So could Tommy, she guessed. He sat nearby, impeccable in a morning suit, with the inevitable Joan beside him in tiara and long white gloves. Marion nodded to them both. Tommy nodded back, his gaze lingering impassively on George for some seconds.
“Who’s that bloody stuffed shirt?” George hissed.
Five kings, eight queens and eight princes and princesses, from Romania to Iraq by way of Denmark, Norway and Holland, had mustered to see the wedding of the heir to the English throne. Philip, newly minted as a British citizen, had given up his Greek title but had been immediately swamped by British ones ranging from duke to baron and judiciously sprinkled about the islands. His mother, the strange Princess Alice, who sometimes flitted about the palace in convent robes like a dark ghost, sat in the nave. His sisters, all married to former high-ranking Nazis, were not present.
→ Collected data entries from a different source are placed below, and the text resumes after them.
//! Integration tests for `SqliteStore` against an in-memory database.

use casedesk_core::{
  case::{
    CREATED_NOTE, CaseId, CaseUpdate, DEFAULT_API_AREA, DEFAULT_SPECIALIST_ID,
    NewCase, SYSTEM_AUTHOR,
  },
  store::{Aggregation, CaseFilter, CaseStore, GroupField},
  vocab::{CaseStatus, Marketplace, Priority, SubStatus, Workstream},
};
use chrono::{Duration, NaiveDate, Utc};

use crate::{Error, SqliteStore, schema};

async fn store() -> SqliteStore {
  SqliteStore::open_in_memory()
    .await
    .expect("in-memory store")
}

fn new_case(seller: &str, marketplace: Marketplace) -> NewCase {
  NewCase {
    marketplace: Some(marketplace),
    ..NewCase::new(seller, "Auth failure")
  }
}

async fn row_counts(s: &SqliteStore) -> (i64, i64) {
  s.conn
    .call(|conn| {
      let cases = conn.query_row("SELECT COUNT(*) FROM cases", [], |r| r.get(0))?;
      let updates =
        conn.query_row("SELECT COUNT(*) FROM updates", [], |r| r.get(0))?;
      Ok((cases, updates))
    })
    .await
    .unwrap()
}

// ─── Create ──────────────────────────────────────────────────────────────────

#[tokio::test]
async fn create_fills_defaults_and_records_creation() {
  let s = store().await;
  let case = s.create_case(NewCase::new("Acme", "Auth failure")).await.unwrap();

  assert_eq!(case.case_id.as_str(), "CASE-0001");
  assert_eq!(case.case_status, CaseStatus::Submitted);
  assert_eq!(case.last_sub_status, SubStatus::CaseCreated);
  assert_eq!(case.specialist_id, DEFAULT_SPECIALIST_ID);
  assert_eq!(case.api_area, DEFAULT_API_AREA);
  assert!((10_000..100_000).contains(&case.seller_id));
  assert_eq!(case.listing_start_date, Some(Utc::now().date_naive()));

  let detail = s.get_case(case.case_id.clone(), 5).await.unwrap().unwrap();
  assert_eq!(detail.case, case);
  assert_eq!(detail.recent_updates.len(), 1);
  let created = &detail.recent_updates[0];
  assert_eq!(created.note, CREATED_NOTE);
  assert_eq!(created.author, SYSTEM_AUTHOR);
  assert_eq!(created.sub_status, SubStatus::CaseCreated);
}

#[tokio::test]
async fn create_assigns_sequential_ids() {
  let s = store().await;
  for seller in ["A", "B"] {
    s.create_case(NewCase::new(seller, "x")).await.unwrap();
  }
  let third = s.create_case(NewCase::new("C", "x")).await.unwrap();
  assert_eq!(third.case_id, CaseId::from_seq(3));
}

#[tokio::test]
async fn create_keeps_supplied_seller_id() {
  let s = store().await;
  let case = s
    .create_case(NewCase {
      seller_id: Some(424242),
      ..NewCase::new("Acme", "x")
    })
    .await
    .unwrap();
  assert_eq!(case.seller_id, 424242);
}

#[tokio::test]
async fn create_rejects_missing_seller_without_writing() {
  let s = store().await;
  let err = s
    .create_case(NewCase {
      issue_type: Some("x".into()),
      ..NewCase::default()
    })
    .await
    .unwrap_err();
  assert!(matches!(err, Error::Core(_)));
  assert_eq!(row_counts(&s).await, (0, 0));
}

// ─── Updates ─────────────────────────────────────────────────────────────────

#[tokio::test]
async fn update_moves_status_and_keeps_history() {
  let s = store().await;
  let case = s.create_case(NewCase::new("Acme", "x")).await.unwrap();

  let update = s
    .apply_update(CaseUpdate::new(
      case.case_id.clone(),
      "Handed over",
      SubStatus::Handover,
      "Alice",
    ))
    .await
    .unwrap()
    .unwrap();
  assert_eq!(update.sub_status, SubStatus::Handover);

  let detail = s.get_case(case.case_id.clone(), 5).await.unwrap().unwrap();
  assert_eq!(detail.case.last_sub_status, SubStatus::Handover);
  assert_eq!(detail.case.case_status, CaseStatus::Completed);
  assert!(detail.case.updated_at >= case.updated_at);
  assert_eq!(detail.recent_updates.len(), 2);
  assert_eq!(detail.recent_updates[0], update);
  assert_eq!(detail.case.updated_at, update.timestamp);
}

#[tokio::test]
async fn update_with_unmapped_sub_status_falls_back_to_wip() {
  let s = store().await;
  let case = s.create_case(NewCase::new("Acme", "x")).await.unwrap();
  s.apply_update(CaseUpdate::new(
    case.case_id.clone(),
    "Draft sent",
    SubStatus::PmaDraft,
    "Alice",
  ))
  .await
  .unwrap();

  let detail = s.get_case(case.case_id, 1).await.unwrap().unwrap();
  assert_eq!(detail.case.case_status, CaseStatus::Wip);
}

#[tokio::test]
async fn update_sets_optional_fields_only_when_given() {
  let s = store().await;
  let case = s.create_case(NewCase::new("Acme", "x")).await.unwrap();

  let mut first =
    CaseUpdate::new(case.case_id.clone(), "csat", SubStatus::Note, "Bob");
  first.satisfaction_score = Some(4.0);
  first.feedback_received = Some(true);
  first.listing_completion_date = NaiveDate::from_ymd_opt(2024, 2, 1);
  s.apply_update(first).await.unwrap();

  s.apply_update(CaseUpdate::new(
    case.case_id.clone(),
    "plain",
    SubStatus::Note,
    "Bob",
  ))
  .await
  .unwrap();

  let detail = s.get_case(case.case_id, 5).await.unwrap().unwrap();
  assert_eq!(detail.case.satisfaction_score, Some(4.0));
  assert!(detail.case.feedback_received);
  assert_eq!(
    detail.case.listing_completion_date,
    NaiveDate::from_ymd_opt(2024, 2, 1)
  );
}

#[tokio::test]
async fn update_of_unknown_case_writes_nothing() {
  let s = store().await;
  s.create_case(NewCase::new("Acme", "x")).await.unwrap();
  let before = row_counts(&s).await;

  let result = s
    .apply_update(CaseUpdate::new(
      CaseId::from_seq(99),
      "n",
      SubStatus::Note,
      "me",
    ))
    .await
    .unwrap();
  assert!(result.is_none());
  assert_eq!(row_counts(&s).await, before);
}

#[tokio::test]
async fn update_rejects_out_of_range_satisfaction() {
  let s = store().await;
  let case = s.create_case(NewCase::new("Acme", "x")).await.unwrap();
  let mut update = CaseUpdate::new(case.case_id, "n", SubStatus::Note, "me");
  update.satisfaction_score = Some(9.0);
  assert!(s.apply_update(update).await.is_err());
  assert_eq!(row_counts(&s).await, (1, 1));
}

#[tokio::test]
async fn get_case_returns_newest_updates_first() {
  let s = store().await;
  let case = s.create_case(NewCase::new("Acme", "x")).await.unwrap();
  for i in 0..7 {
    s.apply_update(CaseUpdate::new(
      case.case_id.clone(),
      format!("note {i}"),
      SubStatus::Note,
      "me",
    ))
    .await
    .unwrap();
  }

  let detail = s.get_case(case.case_id, 5).await.unwrap().unwrap();
  let notes: Vec<_> =
    detail.recent_updates.iter().map(|u| u.note.as_str()).collect();
  assert_eq!(notes, ["note 6", "note 5", "note 4", "note 3", "note 2"]);
}

#[tokio::test]
async fn get_case_missing_returns_none() {
  let s = store().await;
  assert!(s.get_case(CaseId::from_seq(1), 5).await.unwrap().is_none());
}

// ─── Listing & analytics ─────────────────────────────────────────────────────

#[tokio::test]
async fn list_orders_by_most_recent_update() {
  let s = store().await;
  let a = s.create_case(new_case("A", Marketplace::Eu)).await.unwrap();
  let b = s.create_case(new_case("B", Marketplace::Na)).await.unwrap();
  s.apply_update(CaseUpdate::new(a.case_id.clone(), "n", SubStatus::Note, "me"))
    .await
    .unwrap();

  let all = s.list_cases(&CaseFilter::default()).await.unwrap();
  let ids: Vec<_> = all.iter().map(|c| c.case_id.clone()).collect();
  assert_eq!(ids, [a.case_id, b.case_id]);
}

#[tokio::test]
async fn list_applies_filter() {
  let s = store().await;
  s.create_case(new_case("A", Marketplace::Eu)).await.unwrap();
  s.create_case(new_case("B", Marketplace::Na)).await.unwrap();
  s.create_case(new_case("C", Marketplace::Eu)).await.unwrap();

  let filter = CaseFilter {
    marketplaces: vec![Marketplace::Eu],
    ..CaseFilter::default()
  };
  let eu = s.list_cases(&filter).await.unwrap();
  assert_eq!(eu.len(), 2);
  assert!(eu.iter().all(|c| filter.matches(c)));
}

#[tokio::test]
async fn aggregate_groups_and_orders_by_count() {
  let s = store().await;
  s.create_case(new_case("A", Marketplace::Eu)).await.unwrap();
  s.create_case(new_case("B", Marketplace::Na)).await.unwrap();
  s.create_case(new_case("C", Marketplace::Eu)).await.unwrap();

  let result = s
    .aggregate(&Aggregation {
      group_by: Some(GroupField::Marketplace),
      ..Aggregation::default()
    })
    .await
    .unwrap();

  assert_eq!(result.total, 3);
  let groups: Vec<_> = result
    .groups
    .iter()
    .map(|g| (g.key.as_str(), g.count))
    .collect();
  assert_eq!(groups, [("EU", 2), ("NA", 1)]);
}

#[tokio::test]
async fn aggregate_without_group_counts_matches() {
  let s = store().await;
  s.create_case(new_case("A", Marketplace::Eu)).await.unwrap();
  s.create_case(new_case("B", Marketplace::Na)).await.unwrap();

  let result = s
    .aggregate(&Aggregation {
      filter:   CaseFilter {
        marketplaces: vec![Marketplace::Na],
        ..CaseFilter::default()
      },
      group_by: None,
    })
    .await
    .unwrap();
  assert_eq!(result.total, 1);
  assert!(result.groups.is_empty());
}

#[tokio::test]
async fn aggregate_with_no_matches_is_zero() {
  let s = store().await;
  s.create_case(new_case("A", Marketplace::Eu)).await.unwrap();

  let result = s
    .aggregate(&Aggregation {
      filter:   CaseFilter {
        priorities: vec![Priority::High],
        ..CaseFilter::default()
      },
      group_by: Some(GroupField::CaseStatus),
    })
    .await
    .unwrap();
  assert_eq!(result.total, 0);
  assert!(result.groups.is_empty());
}

#[tokio::test]
async fn aggregate_by_created_range() {
  let s = store().await;
  s.create_case(new_case("A", Marketplace::Eu)).await.unwrap();
  let today = Utc::now().date_naive();

  let mut query = Aggregation::default();
  query.filter.created = Some(casedesk_core::store::DateRange::new(
    today - Duration::days(1),
    today,
  ));
  assert_eq!(s.aggregate(&query).await.unwrap().total, 1);

  query.filter.created = Some(casedesk_core::store::DateRange::new(
    today - Duration::days(10),
    today - Duration::days(5),
  ));
  assert_eq!(s.aggregate(&query).await.unwrap().total, 0);
}

#[tokio::test]
async fn breakdown_groups_by_hierarchy() {
  let s = store().await;
  s.create_case(new_case("A", Marketplace::Eu)).await.unwrap();
  s.create_case(new_case("B", Marketplace::Eu)).await.unwrap();
  s.create_case(new_case("C", Marketplace::Na)).await.unwrap();

  let rows = s.breakdown(&CaseFilter::default()).await.unwrap();
  assert_eq!(rows.len(), 2);
  assert!(rows.iter().all(|r| r.workstream == Workstream::Dsr));
  let eu = rows
    .iter()
    .find(|r| r.marketplace == Marketplace::Eu)
    .unwrap();
  assert_eq!(eu.count, 2);
  assert_eq!(eu.last_sub_status, SubStatus::CaseCreated);
}

#[tokio::test]
async fn count_updates_since_respects_cutoff() {
  let s = store().await;
  let case = s.create_case(NewCase::new("Acme", "x")).await.unwrap();
  s.apply_update(CaseUpdate::new(case.case_id, "n", SubStatus::Note, "me"))
    .await
    .unwrap();

  let hour_ago = Utc::now() - Duration::hours(1);
  assert_eq!(s.count_updates_since(hour_ago).await.unwrap(), 2);
  let later = Utc::now() + Duration::hours(1);
  assert_eq!(s.count_updates_since(later).await.unwrap(), 0);
}

// ─── Schema & seed ───────────────────────────────────────────────────────────

#[tokio::test]
async fn migration_from_v1_keeps_rows() {
  let conn = tokio_rusqlite::Connection::open_in_memory().await.unwrap();
  conn
    .call(|conn| {
      schema::migrate_to(conn, 1)?;
      conn.execute(
        "INSERT INTO cases (case_id, seller_id, seller_name, specialist_id,
           specialist_name, marketplace, case_source, case_status, workstream,
           listing_start_date, listing_completion_date, issue_type, complexity,
           priority, api_area, integration_type, seller_type, notes,
           last_sub_status)
         VALUES ('CASE-0001', 1, 'Old Seller', 'SPEC001', 'Alice', 'EU',
           'ASTRO', 'WIP', 'DSR', '2024-01-01', '', 'Legacy', 'Easy', 'Low',
           'Orders API', 'REST API', 'NEW', '', 'INT_WIP')",
        [],
      )?;
      Ok(())
    })
    .await
    .unwrap();

  let s = SqliteStore { conn };
  s.init_schema().await.unwrap();

  let detail = s.get_case(CaseId::from_seq(1), 5).await.unwrap().unwrap();
  assert_eq!(detail.case.seller_name, "Old Seller");
  assert_eq!(detail.case.listing_completion_date, None);
  assert!(!detail.case.feedback_received);
  assert_eq!(detail.case.case_reference, None);

  let next = s.create_case(NewCase::new("New", "x")).await.unwrap();
  assert_eq!(next.case_id, CaseId::from_seq(2));
}

#[tokio::test]
async fn seed_populates_once() {
  let s = store().await;
  assert!(s.seed_demo_data().await.unwrap());
  assert!(!s.seed_demo_data().await.unwrap());
  assert_eq!(row_counts(&s).await, (3, 7));

  let first = s.get_case(CaseId::from_seq(1), 5).await.unwrap().unwrap();
  assert_eq!(first.case.seller_name, "TechCorp Solutions");
  assert_eq!(first.case.last_sub_status, SubStatus::Pma);
  assert_eq!(first.case.case_status, CaseStatus::Wip);
  assert_eq!(first.recent_updates[0].sub_status, SubStatus::Pma);

  let second = s.get_case(CaseId::from_seq(2), 5).await.unwrap().unwrap();
  assert_eq!(second.case.case_status, CaseStatus::Completed);
  assert_eq!(second.case.satisfaction_score, Some(4.5));

  let next = s.create_case(NewCase::new("New", "x")).await.unwrap();
  assert_eq!(next.case_id, CaseId::from_seq(4));
}

#[tokio::test]
async fn seed_skips_non_empty_store() {
  let s = store().await;
  s.create_case(NewCase::new("Acme", "x")).await.unwrap();
  assert!(!s.seed_demo_data().await.unwrap());
  assert_eq!(row_counts(&s).await, (1, 1));
}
But not all the black sheep were on Philip’s side. Also conspicuous by his absence was the Duke of Windsor, now living in Paris. Marion wondered about Wallis, as she rarely did these days. No one did, which must have been the intention. Their exile was as complete as it was deliberate. When the queen wanted to get rid of someone, that person never came back.
She could see the queen from here. She wore an uncharacteristically simple outfit in what was, for her, an equally unusual apricot brocade. Her face wore its usual expression of sweet composure, but Marion could guess what, today of all days, was going through that most cryptic of royal minds.
“Who’s the tall bird?” George was nodding toward a brunette in the front row of the nave.
“Edwina Mountbatten.” The willowy, beautiful and astonishingly rich wife of Lord Louis. He stood beside her, looking equally aquiline and haughty, but possibly a little purple under the eyes.
Last night had been Philip’s stag night. The group of naval officers had been pursued by photographers to the Dorchester, where Mountbatten had suggested, in the interests of fairness, that the revelers take pictures of the newspapermen first. They had handed over their cameras, whereupon Philip and his friends had smashed them on the lobby’s marble floor. The incident had been reported as an example of Mountbatten ingenuity, but Marion had thought it cold and cruel. She wondered if one of the photographers had been Tom.
The organ played softly. From time to time the doors opened to admit latecomers, letting in the shouts of the crowds outside. “We want Elizabeth! We want Philip!”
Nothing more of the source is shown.